EXERCISE DESCRIPTION | From the records that follow, copy every line that contains the word "const".

RECORD SET |
───

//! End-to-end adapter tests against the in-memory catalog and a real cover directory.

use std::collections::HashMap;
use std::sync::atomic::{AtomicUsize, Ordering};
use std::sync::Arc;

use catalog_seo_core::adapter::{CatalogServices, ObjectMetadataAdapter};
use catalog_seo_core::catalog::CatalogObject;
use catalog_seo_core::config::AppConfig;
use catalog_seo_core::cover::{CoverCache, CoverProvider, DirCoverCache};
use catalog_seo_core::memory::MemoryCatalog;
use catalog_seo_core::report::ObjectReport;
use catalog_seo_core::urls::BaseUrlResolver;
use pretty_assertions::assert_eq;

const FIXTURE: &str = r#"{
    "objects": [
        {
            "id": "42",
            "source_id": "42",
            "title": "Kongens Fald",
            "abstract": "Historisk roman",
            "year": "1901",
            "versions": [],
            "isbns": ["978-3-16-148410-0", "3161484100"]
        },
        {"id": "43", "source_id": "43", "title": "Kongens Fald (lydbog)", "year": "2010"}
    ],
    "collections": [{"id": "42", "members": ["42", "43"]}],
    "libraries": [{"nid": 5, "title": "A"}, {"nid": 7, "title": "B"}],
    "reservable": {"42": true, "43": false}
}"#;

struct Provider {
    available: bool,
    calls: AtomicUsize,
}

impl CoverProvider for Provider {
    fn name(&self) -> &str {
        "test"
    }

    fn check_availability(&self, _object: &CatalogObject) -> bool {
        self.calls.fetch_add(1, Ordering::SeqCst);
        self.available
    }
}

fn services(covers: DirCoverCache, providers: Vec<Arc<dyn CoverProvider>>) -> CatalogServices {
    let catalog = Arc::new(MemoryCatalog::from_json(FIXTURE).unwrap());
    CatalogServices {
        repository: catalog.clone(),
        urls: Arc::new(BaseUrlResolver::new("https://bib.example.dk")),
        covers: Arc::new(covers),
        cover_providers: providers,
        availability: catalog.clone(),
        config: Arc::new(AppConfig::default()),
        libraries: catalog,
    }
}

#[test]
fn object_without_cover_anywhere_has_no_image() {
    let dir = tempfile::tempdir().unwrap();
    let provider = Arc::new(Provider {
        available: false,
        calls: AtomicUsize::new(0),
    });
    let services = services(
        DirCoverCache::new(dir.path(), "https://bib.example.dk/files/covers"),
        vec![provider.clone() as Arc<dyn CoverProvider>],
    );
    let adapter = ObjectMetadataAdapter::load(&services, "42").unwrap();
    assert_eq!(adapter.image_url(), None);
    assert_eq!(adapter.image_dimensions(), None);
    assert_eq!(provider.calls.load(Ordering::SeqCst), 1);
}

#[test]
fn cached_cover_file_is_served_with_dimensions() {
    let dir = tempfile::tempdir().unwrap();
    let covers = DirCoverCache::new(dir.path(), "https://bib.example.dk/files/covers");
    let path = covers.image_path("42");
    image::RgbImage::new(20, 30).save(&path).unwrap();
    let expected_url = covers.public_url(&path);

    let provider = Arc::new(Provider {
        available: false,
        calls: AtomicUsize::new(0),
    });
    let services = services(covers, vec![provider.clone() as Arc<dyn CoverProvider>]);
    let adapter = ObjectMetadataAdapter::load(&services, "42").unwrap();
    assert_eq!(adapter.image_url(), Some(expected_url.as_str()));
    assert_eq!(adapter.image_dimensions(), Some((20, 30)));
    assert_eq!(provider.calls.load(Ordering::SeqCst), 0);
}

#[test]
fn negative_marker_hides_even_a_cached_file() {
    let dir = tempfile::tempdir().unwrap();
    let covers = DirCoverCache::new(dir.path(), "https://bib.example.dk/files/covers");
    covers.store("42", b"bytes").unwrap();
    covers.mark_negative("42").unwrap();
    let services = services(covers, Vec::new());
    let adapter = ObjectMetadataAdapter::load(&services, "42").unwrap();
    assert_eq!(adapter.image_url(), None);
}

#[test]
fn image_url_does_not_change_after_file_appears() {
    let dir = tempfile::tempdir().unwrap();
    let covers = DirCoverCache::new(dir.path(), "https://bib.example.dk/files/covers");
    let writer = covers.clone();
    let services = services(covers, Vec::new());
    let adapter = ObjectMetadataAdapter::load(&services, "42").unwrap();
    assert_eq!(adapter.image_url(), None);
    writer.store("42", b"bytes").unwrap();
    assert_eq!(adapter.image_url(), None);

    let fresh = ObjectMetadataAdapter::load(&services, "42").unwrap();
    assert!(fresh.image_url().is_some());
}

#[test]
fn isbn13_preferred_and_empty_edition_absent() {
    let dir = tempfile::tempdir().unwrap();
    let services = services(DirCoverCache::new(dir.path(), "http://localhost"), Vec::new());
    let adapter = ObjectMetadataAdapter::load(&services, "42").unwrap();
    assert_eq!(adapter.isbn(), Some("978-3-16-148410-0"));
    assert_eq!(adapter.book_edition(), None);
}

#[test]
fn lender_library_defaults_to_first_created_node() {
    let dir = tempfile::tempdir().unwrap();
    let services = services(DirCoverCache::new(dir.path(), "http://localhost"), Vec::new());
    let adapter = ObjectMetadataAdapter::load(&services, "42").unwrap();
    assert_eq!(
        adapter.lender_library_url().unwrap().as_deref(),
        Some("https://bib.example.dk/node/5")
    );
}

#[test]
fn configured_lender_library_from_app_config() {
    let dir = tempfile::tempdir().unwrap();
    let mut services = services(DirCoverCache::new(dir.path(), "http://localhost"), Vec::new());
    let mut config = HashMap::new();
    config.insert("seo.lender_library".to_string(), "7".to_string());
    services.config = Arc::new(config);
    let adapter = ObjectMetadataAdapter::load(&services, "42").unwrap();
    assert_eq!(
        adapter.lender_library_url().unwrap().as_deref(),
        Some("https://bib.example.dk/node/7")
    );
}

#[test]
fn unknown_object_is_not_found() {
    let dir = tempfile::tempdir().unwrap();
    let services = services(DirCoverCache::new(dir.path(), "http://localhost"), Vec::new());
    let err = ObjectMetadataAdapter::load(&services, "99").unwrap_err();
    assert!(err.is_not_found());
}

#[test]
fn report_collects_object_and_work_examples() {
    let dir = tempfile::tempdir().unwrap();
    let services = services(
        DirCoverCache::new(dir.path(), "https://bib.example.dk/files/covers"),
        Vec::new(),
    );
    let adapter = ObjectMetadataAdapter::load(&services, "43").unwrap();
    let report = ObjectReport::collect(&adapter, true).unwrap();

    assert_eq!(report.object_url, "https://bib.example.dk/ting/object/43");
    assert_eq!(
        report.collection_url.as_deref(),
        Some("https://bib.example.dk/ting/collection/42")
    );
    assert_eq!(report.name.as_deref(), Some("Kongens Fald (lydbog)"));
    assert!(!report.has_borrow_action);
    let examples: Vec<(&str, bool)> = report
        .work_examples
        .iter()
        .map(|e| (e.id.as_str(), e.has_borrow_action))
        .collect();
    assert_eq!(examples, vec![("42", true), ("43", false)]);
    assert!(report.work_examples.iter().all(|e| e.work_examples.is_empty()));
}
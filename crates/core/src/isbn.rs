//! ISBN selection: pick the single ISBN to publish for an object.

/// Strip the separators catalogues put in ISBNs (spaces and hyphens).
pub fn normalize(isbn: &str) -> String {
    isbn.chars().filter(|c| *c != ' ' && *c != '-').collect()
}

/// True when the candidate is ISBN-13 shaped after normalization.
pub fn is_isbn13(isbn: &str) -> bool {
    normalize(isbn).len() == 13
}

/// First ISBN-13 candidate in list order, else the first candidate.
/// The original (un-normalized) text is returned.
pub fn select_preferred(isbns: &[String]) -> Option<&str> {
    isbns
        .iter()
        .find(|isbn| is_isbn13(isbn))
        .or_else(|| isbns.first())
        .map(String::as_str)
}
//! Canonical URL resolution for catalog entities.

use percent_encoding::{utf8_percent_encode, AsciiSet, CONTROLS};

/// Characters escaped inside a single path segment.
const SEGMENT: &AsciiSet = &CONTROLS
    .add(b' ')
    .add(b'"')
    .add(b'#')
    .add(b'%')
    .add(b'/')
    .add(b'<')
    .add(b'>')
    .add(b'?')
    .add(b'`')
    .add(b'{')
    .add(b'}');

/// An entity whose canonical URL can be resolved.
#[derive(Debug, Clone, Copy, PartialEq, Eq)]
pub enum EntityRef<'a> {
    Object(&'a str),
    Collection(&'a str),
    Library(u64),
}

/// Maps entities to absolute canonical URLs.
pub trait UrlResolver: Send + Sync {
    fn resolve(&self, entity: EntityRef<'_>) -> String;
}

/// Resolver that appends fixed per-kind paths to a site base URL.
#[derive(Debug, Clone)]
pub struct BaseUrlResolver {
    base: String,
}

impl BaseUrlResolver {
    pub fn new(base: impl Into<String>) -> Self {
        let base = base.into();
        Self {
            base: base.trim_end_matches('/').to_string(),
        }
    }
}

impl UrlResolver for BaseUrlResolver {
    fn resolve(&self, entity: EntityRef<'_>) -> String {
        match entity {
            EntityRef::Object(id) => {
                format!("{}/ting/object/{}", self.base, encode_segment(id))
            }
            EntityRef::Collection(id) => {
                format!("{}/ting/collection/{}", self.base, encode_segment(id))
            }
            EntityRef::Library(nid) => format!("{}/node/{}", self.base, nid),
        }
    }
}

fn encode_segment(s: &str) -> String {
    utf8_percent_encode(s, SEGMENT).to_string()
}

───

ANSWER BELOW |
const FIXTURE: &str = r#"{
const SEGMENT: &AsciiSet = &CONTROLS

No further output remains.